Your goal – Show all lines from the data that include the word "PathBuf".

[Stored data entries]
· · ·

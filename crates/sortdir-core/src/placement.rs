//! Collision-safe destination paths.

use std::collections::HashSet;
use std::ffi::{OsStr, OsString};
use std::path::{Path, PathBuf};

use serde::Serialize;

/// Where one entry goes
#[derive(Debug, Clone, PartialEq, Eq, Serialize)]
pub struct PlacementDecision {
    pub category: String,
    pub destination_path: PathBuf,
}

/// Compute `folder/category/file_name`, or the first free `stem (n).suffix`
/// alternative when that path is taken.
///
/// Only inspects the filesystem; creating the folder and moving the file is up to the caller.
pub fn resolve_destination(folder: &Path, category: &str, file_name: &OsStr) -> PathBuf {
    resolve_destination_excluding(folder, category, file_name, &HashSet::new())
}

/// Like [`resolve_destination`], but paths in `claimed` count as taken even
/// when nothing exists there yet.
pub fn resolve_destination_excluding(
    folder: &Path,
    category: &str,
    file_name: &OsStr,
    claimed: &HashSet<PathBuf>,
) -> PathBuf {
    let taken = |path: &Path| claimed.contains(path) || occupied(path);

    let dest_dir = folder.join(category);
    let candidate = dest_dir.join(file_name);
    if !taken(&candidate) {
        return candidate;
    }

    let (stem, suffix) = split_name(file_name);
    let mut n: u64 = 1;
    loop {
        let mut name = stem.clone();
        name.push(format!(" ({})", n));
        name.push(&suffix);

        let candidate = dest_dir.join(&name);
        if !taken(&candidate) {
            return candidate;
        }
        n += 1;
    }
}

/// Build a [`PlacementDecision`] for a file name already classified into `category`,
/// steering clear of destinations already `claimed` in this run.
pub fn place(
    folder: &Path,
    category: &str,
    file_name: &OsStr,
    claimed: &HashSet<PathBuf>,
) -> PlacementDecision {
    PlacementDecision {
        category: category.to_string(),
        destination_path: resolve_destination_excluding(folder, category, file_name, claimed),
    }
}

// Dangling symlinks count as taken too.
fn occupied(path: &Path) -> bool {
    path.symlink_metadata().is_ok()
}

/// Split a file name into stem and suffix (suffix keeps its dot).
///
/// `photo.jpg` → (`photo`, `.jpg`), `archive.tar.gz` → (`archive.tar`, `.gz`),
/// `.bashrc` → (`.bashrc`, ``), `notes.` → (`notes.`, ``).
pub fn split_name(file_name: &OsStr) -> (OsString, OsString) {
    let path = Path::new(file_name);
    match (path.file_stem(), path.extension()) {
        (Some(stem), Some(ext)) if !ext.is_empty() => {
            let mut suffix = OsString::from(".");
            suffix.push(ext);
            (stem.to_os_string(), suffix)
        }
        _ => (file_name.to_os_string(), OsString::new()),
    }
}

#[cfg(test)]
mod tests {
    use super::*;
    use std::fs;
    use tempfile::TempDir;

    fn touch(path: &Path) {
        fs::create_dir_all(path.parent().unwrap()).unwrap();
        fs::write(path, b"x").unwrap();
    }

    #[test]
    fn test_free_slot_is_used_directly() {
        let tmp = TempDir::new().unwrap();
        let dest = resolve_destination(tmp.path(), "Images", OsStr::new("photo.jpg"));
        assert_eq!(dest, tmp.path().join("Images").join("photo.jpg"));
    }

    #[test]
    fn test_collision_gets_counter() {
        let tmp = TempDir::new().unwrap();
        touch(&tmp.path().join("Images/photo.jpg"));

        let dest = resolve_destination(tmp.path(), "Images", OsStr::new("photo.jpg"));
        assert_eq!(dest, tmp.path().join("Images").join("photo (1).jpg"));
    }

    #[test]
    fn test_counter_skips_taken_slots() {
        let tmp = TempDir::new().unwrap();
        touch(&tmp.path().join("Images/photo.jpg"));
        touch(&tmp.path().join("Images/photo (1).jpg"));
        touch(&tmp.path().join("Images/photo (2).jpg"));

        let dest = resolve_destination(tmp.path(), "Images", OsStr::new("photo.jpg"));
        assert_eq!(dest, tmp.path().join("Images").join("photo (3).jpg"));
        assert!(!dest.exists());
    }

    #[test]
    fn test_collision_without_suffix() {
        let tmp = TempDir::new().unwrap();
        touch(&tmp.path().join("Other/Makefile"));

        let dest = resolve_destination(tmp.path(), "Other", OsStr::new("Makefile"));
        assert_eq!(dest, tmp.path().join("Other").join("Makefile (1)"));
    }

    #[test]
    fn test_collision_with_directory() {
        let tmp = TempDir::new().unwrap();
        fs::create_dir_all(tmp.path().join("Documents/notes.txt")).unwrap();

        let dest = resolve_destination(tmp.path(), "Documents", OsStr::new("notes.txt"));
        assert_eq!(dest, tmp.path().join("Documents").join("notes (1).txt"));
    }

    #[test]
    fn test_place_records_category() {
        let tmp = TempDir::new().unwrap();
        let decision = place(tmp.path(), "Archives", OsStr::new("a.zip"), &HashSet::new());
        assert_eq!(decision.category, "Archives");
        assert_eq!(
            decision.destination_path,
            tmp.path().join("Archives").join("a.zip")
        );
    }

    #[test]
    fn test_claimed_paths_count_as_taken() {
        let tmp = TempDir::new().unwrap();
        let images = tmp.path().join("Images");
        touch(&images.join("photo.jpg"));
        let claimed: HashSet<PathBuf> = [images.join("photo (1).jpg")].into_iter().collect();

        let dest = resolve_destination_excluding(
            tmp.path(),
            "Images",
            OsStr::new("photo.jpg"),
            &claimed,
        );
        assert_eq!(dest, images.join("photo (2).jpg"));

        let decision = place(tmp.path(), "Images", OsStr::new("photo (1).jpg"), &claimed);
        assert_eq!(decision.destination_path, images.join("photo (1) (1).jpg"));
    }

    #[test]
    fn test_split_name() {
        let split = |s: &str| {
            let (a, b) = split_name(OsStr::new(s));
            format!("{}|{}", a.to_string_lossy(), b.to_string_lossy())
        };
        assert_eq!(split("photo.jpg"), "photo|.jpg");
        assert_eq!(split("archive.tar.gz"), "archive.tar|.gz");
        assert_eq!(split(".bashrc"), ".bashrc|");
        assert_eq!(split("README"), "README|");
        assert_eq!(split("notes."), "notes.|");
    }
}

· · ·

Task output –
use std::path::{Path, PathBuf};
    pub destination_path: PathBuf,
pub fn resolve_destination(folder: &Path, category: &str, file_name: &OsStr) -> PathBuf {
    claimed: &HashSet<PathBuf>,
) -> PathBuf {
    claimed: &HashSet<PathBuf>,
        let claimed: HashSet<PathBuf> = [images.join("photo (1).jpg")].into_iter().collect();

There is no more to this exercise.